FRANKFURT: Shares in German payments processing group Wirecard plunged for the third time in little more than a week on Thursday, as the Financial Times alleged senior executives knew of accounting fraud.
Stock in the star “fintech” (financial technology) firm fell as much as 19.6% in afternoon trading in Frankfurt, before recovering slightly to trade down 15% at 110.80 euros (US$125.73) by 4.00 pm (1500 GMT).
Earlier Thursday, the FT reported that two senior executives at Wirecard HQ knew of a so-called “round-tripping” scheme – in which cash was moved around between Asian subsidiaries to artificially pad the books – orchestrated in the group’s Singapore office.
It was the third and most detailed report on the topic from the business daily since Jan 30.
The series of allegations has seen shares in the firm, whose products range from software for processing online payments to card terminals for shops and creditworthiness checks, lose around one-third of their value since that date.
A spokeswoman for Wirecard told AFP the group “decisively rejects the FT’s reporting,” adding that “the article is completely untrue”.
“We will take legal action against the reputational harm” to company officials, she added.
State prosecutors in Bavarian capital Munich “do not have sufficient grounds for suspicion to open an investigation into Wirecard management,” senior prosecutor Anne Leiding told AFP.

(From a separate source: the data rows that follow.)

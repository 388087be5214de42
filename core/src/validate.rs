//! Field validation shared by every form.
//!
//! A `Validator` is a list of `FieldRule`s. Validating a field is a pure
//! function of the field name and the full value map, so cross-field checks
//! (confirm password) see the same inputs no matter which field changed.

use std::collections::BTreeMap;

use serde::{Deserialize, Serialize};

/// Field name → current string value.
pub type FormValues = BTreeMap<String, String>;

/// Inclusive character-count range for a trimmed value.
#[derive(Debug, Clone, Copy, PartialEq, Eq, Serialize, Deserialize)]
pub struct LengthBounds {
    pub min: usize,
    pub max: usize,
}

impl LengthBounds {
    pub fn new(min: usize, max: usize) -> Self {
        Self { min, max }
    }

    pub fn contains(&self, len: usize) -> bool {
        (self.min..=self.max).contains(&len)
    }
}

impl Default for LengthBounds {
    fn default() -> Self {
        Self { min: 10, max: 1000 }
    }
}

/// Metadata for one form field.
#[derive(Debug, Clone, PartialEq, Eq)]
pub struct FieldRule {
    pub name: String,
    pub label: String,
    pub required: bool,
    pub length: Option<LengthBounds>,
    pub must_match: Option<String>,
}

impl FieldRule {
    pub fn required(name: &str, label: &str) -> Self {
        Self {
            name: name.to_string(),
            label: label.to_string(),
            required: true,
            length: None,
            must_match: None,
        }
    }

    pub fn optional(name: &str, label: &str) -> Self {
        Self {
            required: false,
            ..Self::required(name, label)
        }
    }

    pub fn with_length(mut self, bounds: LengthBounds) -> Self {
        self.length = Some(bounds);
        self
    }

    /// The value must equal the value of `other`.
    pub fn matching(mut self, other: &str) -> Self {
        self.must_match = Some(other.to_string());
        self
    }

    fn check(&self, values: &FormValues) -> String {
        let raw = values.get(&self.name).map(String::as_str).unwrap_or("");
        let value = raw.trim();

        if self.required && value.is_empty() {
            return format!("{} is required.", self.label);
        }
        if let Some(bounds) = self.length {
            if !value.is_empty() && !bounds.contains(value.chars().count()) {
                return format!(
                    "{} must be between {} and {} characters.",
                    self.label, bounds.min, bounds.max
                );
            }
        }
        if let Some(other) = &self.must_match {
            let other = values.get(other).map(String::as_str).unwrap_or("");
            if raw != other {
                return "Passwords do not match.".to_string();
            }
        }
        String::new()
    }
}

#[derive(Debug, Clone, Default, PartialEq, Eq)]
pub struct Validator {
    rules: Vec<FieldRule>,
}

impl Validator {
    pub fn new(rules: Vec<FieldRule>) -> Self {
        Self { rules }
    }

    /// Title, author, genre, publication date, optional image URL and a
    /// summary bounded by `summary`.
    pub fn book(summary: LengthBounds) -> Self {
        Self::new(vec![
            FieldRule::required("title", "Title"),
            FieldRule::required("author", "Author"),
            FieldRule::required("genre", "Genre"),
            FieldRule::required("date", "Publication Date"),
            FieldRule::optional("imageUrl", "Image URL (Optional)"),
            FieldRule::required("summary", "Summary").with_length(summary),
        ])
    }

    pub fn login() -> Self {
        Self::new(vec![
            FieldRule::required("email", "Email"),
            FieldRule::required("password", "Password"),
        ])
    }

    pub fn register() -> Self {
        Self::new(vec![
            FieldRule::required("username", "Username"),
            FieldRule::required("email", "Email"),
            FieldRule::required("password", "Password"),
            FieldRule::required("confirmPassword", "Confirm Password").matching("password"),
        ])
    }

    pub fn comment() -> Self {
        Self::new(vec![FieldRule::required("comment", "Comment")])
    }

    pub fn rules(&self) -> &[FieldRule] {
        &self.rules
    }

    pub fn rule(&self, field: &str) -> Option<&FieldRule> {
        self.rules.iter().find(|r| r.name == field)
    }

    /// Error message for `field`, or an empty string when it is valid.
    /// Fields without a rule are always valid.
    pub fn validate(&self, field: &str, values: &FormValues) -> String {
        self.rule(field).map(|r| r.check(values)).unwrap_or_default()
    }

    /// Initial value map with an empty string for every rule.
    pub fn blank_values(&self) -> FormValues {
        self.rules
            .iter()
            .map(|r| (r.name.clone(), String::new()))
            .collect()
    }
}
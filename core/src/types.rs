//! Domain DTOs for the catalog backend.
//!
//! # Design
//! Field names follow the backend's JSON (`_id`, `_ownerId`, camelCase).
//! Records are mostly opaque to the client: only the fields the views show or
//! the owner check needs are typed, and missing display fields default to
//! empty strings so a sparse record still deserializes.

use serde::{Deserialize, Serialize};

use crate::validate::FormValues;

/// Image used when a book is saved without one.
pub const NO_IMAGE_URL: &str = "/images/book-no-image-available.jpg";

#[derive(Debug, Clone, Serialize, Deserialize, PartialEq, Eq)]
#[serde(rename_all = "camelCase")]
pub struct Book {
    #[serde(rename = "_id")]
    pub id: String,
    #[serde(rename = "_ownerId", default)]
    pub owner_id: String,
    #[serde(default)]
    pub title: String,
    #[serde(default)]
    pub author: String,
    #[serde(default)]
    pub genre: String,
    #[serde(default)]
    pub date: String,
    #[serde(default)]
    pub image_url: String,
    #[serde(default)]
    pub summary: String,
    #[serde(rename = "_createdOn", default)]
    pub created_on: i64,
}

impl Book {
    /// The editable fields as form values.
    pub fn to_form_values(&self) -> FormValues {
        [
            ("title", &self.title),
            ("author", &self.author),
            ("genre", &self.genre),
            ("date", &self.date),
            ("imageUrl", &self.image_url),
            ("summary", &self.summary),
        ]
        .into_iter()
        .map(|(k, v)| (k.to_string(), v.clone()))
        .collect()
    }
}

/// Payload for creating or replacing a book.
#[derive(Debug, Clone, Serialize, Deserialize, PartialEq, Eq)]
#[serde(rename_all = "camelCase")]
pub struct NewBook {
    pub title: String,
    pub author: String,
    pub genre: String,
    pub date: String,
    pub image_url: String,
    pub summary: String,
}

impl NewBook {
    /// Build from submitted form values; a blank image URL falls back to
    /// `NO_IMAGE_URL`.
    pub fn from_values(values: &FormValues) -> Self {
        let field = |name: &str| values.get(name).map(|v| v.trim().to_string()).unwrap_or_default();
        let image_url = field("imageUrl");
        Self {
            title: field("title"),
            author: field("author"),
            genre: field("genre"),
            date: field("date"),
            image_url: if image_url.is_empty() {
                NO_IMAGE_URL.to_string()
            } else {
                image_url
            },
            summary: field("summary"),
        }
    }
}

#[derive(Debug, Clone, Serialize, Deserialize, PartialEq, Eq)]
#[serde(rename_all = "camelCase")]
pub struct Comment {
    #[serde(rename = "_id")]
    pub id: String,
    #[serde(rename = "_ownerId", default)]
    pub owner_id: String,
    pub book_id: String,
    #[serde(default)]
    pub text: String,
    #[serde(default)]
    pub username: String,
}

#[derive(Debug, Clone, Serialize, Deserialize, PartialEq, Eq)]
#[serde(rename_all = "camelCase")]
pub struct NewComment {
    pub book_id: String,
    pub text: String,
    pub username: String,
}

#[derive(Debug, Clone, Serialize, Deserialize, PartialEq, Eq)]
#[serde(rename_all = "camelCase")]
pub struct BorrowRecord {
    #[serde(rename = "_id")]
    pub id: String,
    #[serde(rename = "_ownerId", default)]
    pub owner_id: String,
    pub book_id: String,
}

/// A borrow record joined with its book. `book` is `None` when the book no
/// longer exists.
#[derive(Debug, Clone, PartialEq, Eq)]
pub struct BorrowedBook {
    pub record: BorrowRecord,
    pub book: Option<Book>,
}
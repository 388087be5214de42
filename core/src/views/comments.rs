use tracing::warn;

use crate::app::Library;
use crate::catalog::CatalogApi;
use crate::error::ApiError;
use crate::form::{FormState, SubmitOutcome};
use crate::http::Transport;
use crate::session::KeyValueStore;
use crate::types::{Comment, NewComment};
use crate::validate::Validator;
use crate::views::{error_outcome, Outcome, Route};

/// Comments under a book, plus the form for adding one.
#[derive(Debug)]
pub struct CommentsView {
    pub book_id: String,
    pub owner_id: String,
    pub comments: Vec<Comment>,
    pub form: FormState,
}

impl CommentsView {
    pub fn new(book_id: &str, owner_id: &str) -> Self {
        Self {
            book_id: book_id.to_string(),
            owner_id: owner_id.to_string(),
            comments: Vec::new(),
            form: FormState::blank(Validator::comment()),
        }
    }

    /// A failed load leaves the list empty and is reported once.
    pub fn load<T: Transport, S: KeyValueStore>(&mut self, lib: &Library<T, S>) -> Outcome {
        match lib.fetch(lib.api().build_list_comments(&self.book_id), CatalogApi::parse_comments) {
            Ok(comments) => {
                self.comments = comments;
                Outcome::Stay
            }
            Err(e) => {
                warn!(book = %self.book_id, error = %e, "failed to load comments");
                self.comments.clear();
                error_outcome(e, Route::Details(self.book_id.clone()))
            }
        }
    }

    /// Signed-in users other than the book's owner may comment.
    pub fn can_post<T: Transport, S: KeyValueStore>(&self, lib: &Library<T, S>) -> bool {
        lib.auth().is_authenticated() && !lib.auth().is_owner(&self.owner_id)
    }

    pub fn post<T: Transport, S: KeyValueStore>(&mut self, lib: &Library<T, S>) -> Outcome {
        let book_id = self.book_id.clone();
        let owner_id = self.owner_id.clone();
        let outcome = self.form.handle_submit(|values, reset| {
            let token = lib.auth().require_token()?;
            if lib.auth().is_owner(&owner_id) {
                return Err(ApiError::Forbidden("You cannot comment on your own book.".to_string()));
            }
            let session = lib.auth().session().ok_or(ApiError::NotAuthenticated)?;
            let input = NewComment {
                book_id: book_id.clone(),
                text: values.get("comment").cloned().unwrap_or_default(),
                username: session.username.clone(),
            };
            let request = lib.api().build_create_comment(&input, token)?;
            let saved = lib.fetch(request, CatalogApi::parse_comment)?;
            reset.reset();
            Ok(saved)
        });
        match outcome {
            SubmitOutcome::Invalid | SubmitOutcome::Busy => Outcome::Stay,
            SubmitOutcome::Submitted(Ok(comment)) => {
                self.comments.push(comment);
                Outcome::Stay
            }
            SubmitOutcome::Submitted(Err(ApiError::Request { message, .. })) => {
                Outcome::Notify(format!("Failed to post comment: {message}"))
            }
            SubmitOutcome::Submitted(Err(e)) => error_outcome(e, Route::Details(self.book_id.clone())),
        }
    }
}
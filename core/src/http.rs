//! HTTP transport types for the host-does-IO pattern.
//!
//! # Design
//! Requests and responses are plain data. The core builds `HttpRequest`
//! values and parses `HttpResponse` values; the only place a round-trip
//! actually happens is `Transport::execute`, which the host supplies. Tests
//! plug in scripted transports, the integration suite plugs in
//! `UreqTransport` against the mock server.

use crate::error::ApiError;

/// Header carrying the access token on authorized requests.
pub const AUTH_HEADER: &str = "X-Authorization";

/// HTTP method for a request.
#[derive(Debug, Clone, Copy, PartialEq, Eq)]
pub enum HttpMethod {
    Get,
    Post,
    Put,
    Delete,
}

impl HttpMethod {
    pub fn as_str(self) -> &'static str {
        match self {
            HttpMethod::Get => "GET",
            HttpMethod::Post => "POST",
            HttpMethod::Put => "PUT",
            HttpMethod::Delete => "DELETE",
        }
    }
}

/// An HTTP request described as plain data.
///
/// `path` is the absolute URL (base URL already prepended).
#[derive(Debug, Clone, PartialEq)]
pub struct HttpRequest {
    pub method: HttpMethod,
    pub path: String,
    pub headers: Vec<(String, String)>,
    pub body: Option<String>,
}

impl HttpRequest {
    /// Case-insensitive header lookup.
    pub fn header(&self, name: &str) -> Option<&str> {
        find_header(&self.headers, name)
    }
}

/// An HTTP response described as plain data.
#[derive(Debug, Clone, PartialEq)]
pub struct HttpResponse {
    pub status: u16,
    pub headers: Vec<(String, String)>,
    pub body: String,
}

impl HttpResponse {
    pub fn new(status: u16, body: impl Into<String>) -> Self {
        Self {
            status,
            headers: Vec::new(),
            body: body.into(),
        }
    }

    pub fn is_success(&self) -> bool {
        (200..300).contains(&self.status)
    }

    pub fn header(&self, name: &str) -> Option<&str> {
        find_header(&self.headers, name)
    }

    /// Canonical reason phrase for the status, e.g. "Not Found".
    pub fn status_text(&self) -> Option<&'static str> {
        http::StatusCode::from_u16(self.status)
            .ok()
            .and_then(|s| s.canonical_reason())
    }
}

fn find_header<'a>(headers: &'a [(String, String)], name: &str) -> Option<&'a str> {
    headers
        .iter()
        .find(|(k, _)| k.eq_ignore_ascii_case(name))
        .map(|(_, v)| v.as_str())
}

/// Executes a single HTTP round-trip on behalf of the core.
///
/// Implementations must return non-2xx responses as `Ok(HttpResponse)` and
/// reserve `Err` for failures where no response was received at all.
pub trait Transport {
    fn execute(&self, request: HttpRequest) -> Result<HttpResponse, ApiError>;
}

impl<T: Transport + ?Sized> Transport for &T {
    fn execute(&self, request: HttpRequest) -> Result<HttpResponse, ApiError> {
        (**self).execute(request)
    }
}

/// Blocking transport backed by `ureq`.
///
/// Status codes are never turned into errors here; the request client
/// interprets them.
#[cfg(feature = "ureq-transport")]
#[derive(Debug, Clone)]
pub struct UreqTransport {
    agent: ureq::Agent,
}

#[cfg(feature = "ureq-transport")]
impl UreqTransport {
    pub fn new() -> Self {
        let agent = ureq::Agent::config_builder()
            .http_status_as_error(false)
            .build()
            .new_agent();
        Self { agent }
    }
}

#[cfg(feature = "ureq-transport")]
impl Default for UreqTransport {
    fn default() -> Self {
        Self::new()
    }
}

#[cfg(feature = "ureq-transport")]
impl Transport for UreqTransport {
    fn execute(&self, request: HttpRequest) -> Result<HttpResponse, ApiError> {
        let HttpRequest {
            method,
            path,
            headers,
            body,
        } = request;

        let result = match method {
            HttpMethod::Get | HttpMethod::Delete => {
                let mut builder = if method == HttpMethod::Get {
                    self.agent.get(&path)
                } else {
                    self.agent.delete(&path)
                };
                for (k, v) in &headers {
                    builder = builder.header(k.as_str(), v.as_str());
                }
                builder.call()
            }
            HttpMethod::Post | HttpMethod::Put => {
                let mut builder = if method == HttpMethod::Post {
                    self.agent.post(&path)
                } else {
                    self.agent.put(&path)
                };
                for (k, v) in &headers {
                    builder = builder.header(k.as_str(), v.as_str());
                }
                match body {
                    Some(body) => builder.send(body.as_bytes()),
                    None => builder.send_empty(),
                }
            }
        };

        let mut response = result.map_err(|e| ApiError::Transport(e.to_string()))?;
        let status = response.status().as_u16();
        let headers = response
            .headers()
            .iter()
            .filter_map(|(k, v)| v.to_str().ok().map(|v| (k.as_str().to_string(), v.to_string())))
            .collect();
        let body = response
            .body_mut()
            .read_to_string()
            .map_err(|e| ApiError::Transport(e.to_string()))?;

        Ok(HttpResponse {
            status,
            headers,
            body,
        })
    }
}
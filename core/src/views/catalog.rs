use crate::app::Library;
use crate::catalog::CatalogApi;
use crate::http::Transport;
use crate::session::KeyValueStore;
use crate::types::Book;
use crate::views::{error_outcome, Outcome, Route};

/// Number of books shown on the home page.
pub const LATEST_LIMIT: usize = 3;

/// All books.
#[derive(Debug, Default)]
pub struct CatalogView {
    pub books: Vec<Book>,
}

impl CatalogView {
    pub fn new() -> Self {
        Self::default()
    }

    pub fn load<T: Transport, S: KeyValueStore>(&mut self, lib: &Library<T, S>) -> Outcome {
        match lib.fetch(lib.api().build_list_books(), CatalogApi::parse_books) {
            Ok(books) => {
                self.books = books;
                Outcome::Stay
            }
            Err(e) => error_outcome(e, Route::Home),
        }
    }

    pub fn is_empty(&self) -> bool {
        self.books.is_empty()
    }
}

/// The newest few books.
#[derive(Debug, Default)]
pub struct HomeView {
    pub latest: Vec<Book>,
}

impl HomeView {
    pub fn new() -> Self {
        Self::default()
    }

    pub fn load_latest<T: Transport, S: KeyValueStore>(&mut self, lib: &Library<T, S>) -> Outcome {
        match lib.fetch(lib.api().build_latest_books(LATEST_LIMIT), CatalogApi::parse_books) {
            Ok(mut books) => {
                books.sort_by(|a, b| b.created_on.cmp(&a.created_on));
                books.truncate(LATEST_LIMIT);
                self.latest = books;
                Outcome::Stay
            }
            Err(e) => error_outcome(e, Route::Home),
        }
    }
}

#[cfg(test)]
mod tests {
    use serde_json::json;

    use super::*;
    use crate::testing::RecordingTransport;
    use crate::views::fixtures;

    #[test]
    fn catalog_loads_all_books() {
        let transport = RecordingTransport::new();
        let lib = fixtures::anonymous(&transport);
        transport.push_json(200, json!([fixtures::book_json("b1", "u1"), fixtures::book_json("b2", "u2")]));

        let mut view = CatalogView::new();
        assert_eq!(view.load(&lib), Outcome::Stay);
        assert_eq!(view.books.len(), 2);
    }

    #[test]
    fn catalog_load_failure_notifies() {
        let transport = RecordingTransport::new();
        let lib = fixtures::anonymous(&transport);
        transport.push_failure("connection refused");

        let mut view = CatalogView::new();
        assert!(matches!(view.load(&lib), Outcome::Notify(_)));
        assert!(view.is_empty());
    }

    #[test]
    fn home_keeps_newest_three() {
        let transport = RecordingTransport::new();
        let lib = fixtures::anonymous(&transport);
        let books: Vec<_> = (1..=4)
            .map(|i| {
                let mut b = fixtures::book_json(&format!("b{i}"), "u1");
                b["_createdOn"] = json!(i);
                b
            })
            .collect();
        transport.push_json(200, json!(books));

        let mut view = HomeView::new();
        view.load_latest(&lib);
        let ids: Vec<_> = view.latest.iter().map(|b| b.id.as_str()).collect();
        assert_eq!(ids, ["b4", "b3", "b2"]);
        assert!(transport.requests()[0].path.ends_with("pageSize=3"));
    }
}
use crate::app::Library;
use crate::catalog::CatalogApi;
use crate::error::ApiError;
use crate::http::Transport;
use crate::session::KeyValueStore;
use crate::types::Book;
use crate::views::{error_outcome, Outcome, Route};

#[derive(Debug, Default)]
pub struct DetailsView {
    pub book: Option<Book>,
}

impl DetailsView {
    pub fn new() -> Self {
        Self::default()
    }

    pub fn load<T: Transport, S: KeyValueStore>(&mut self, lib: &Library<T, S>, book_id: &str) -> Outcome {
        match lib.fetch(lib.api().build_get_book(book_id), CatalogApi::parse_book) {
            Ok(book) => {
                self.book = Some(book);
                Outcome::Stay
            }
            Err(e) => error_outcome(e, Route::Catalog),
        }
    }

    /// Whether the edit and delete actions apply to the current user.
    pub fn is_owner<T: Transport, S: KeyValueStore>(&self, lib: &Library<T, S>) -> bool {
        self.book.as_ref().is_some_and(|b| lib.auth().is_owner(&b.owner_id))
    }

    /// Question to put to the user before `delete`.
    pub fn confirm_prompt(&self) -> Option<String> {
        self.book
            .as_ref()
            .map(|b| format!("Are you sure you want to delete the book \"{}\"?", b.title))
    }

    /// Delete the loaded book. Only the owner may; anyone else is sent back
    /// to the details page without a request.
    pub fn delete<T: Transport, S: KeyValueStore>(&mut self, lib: &Library<T, S>) -> Outcome {
        let Some(book) = &self.book else {
            return Outcome::Stay;
        };
        let details = Route::Details(book.id.clone());
        let result = lib.auth().require_token().and_then(|token| {
            if !lib.auth().is_owner(&book.owner_id) {
                return Err(ApiError::Forbidden("You are not authorized to delete this book!".to_string()));
            }
            lib.fetch(lib.api().build_delete_book(&book.id, token), CatalogApi::parse_empty)
        });
        match result {
            Ok(()) => {
                self.book = None;
                Outcome::Navigate(Route::Catalog)
            }
            Err(e) => error_outcome(e, details),
        }
    }
}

However, the authority “is looking into market manipulation by persons unknown to the detriment of Wirecard,” she said.
Germany’s Bafin financial markets watchdog said last week it would launch a probe of its own into possible market manipulation after the FT reports.
Wirecard stunned the traditional German banking sector last year by displacing financial stalwart Commerzbank from the prestigious DAX index.
Hailed as a champion of the fintech scene, it then boasted a market valuation of more than 23 billion euros – outweighing even giant Deutsche Bank.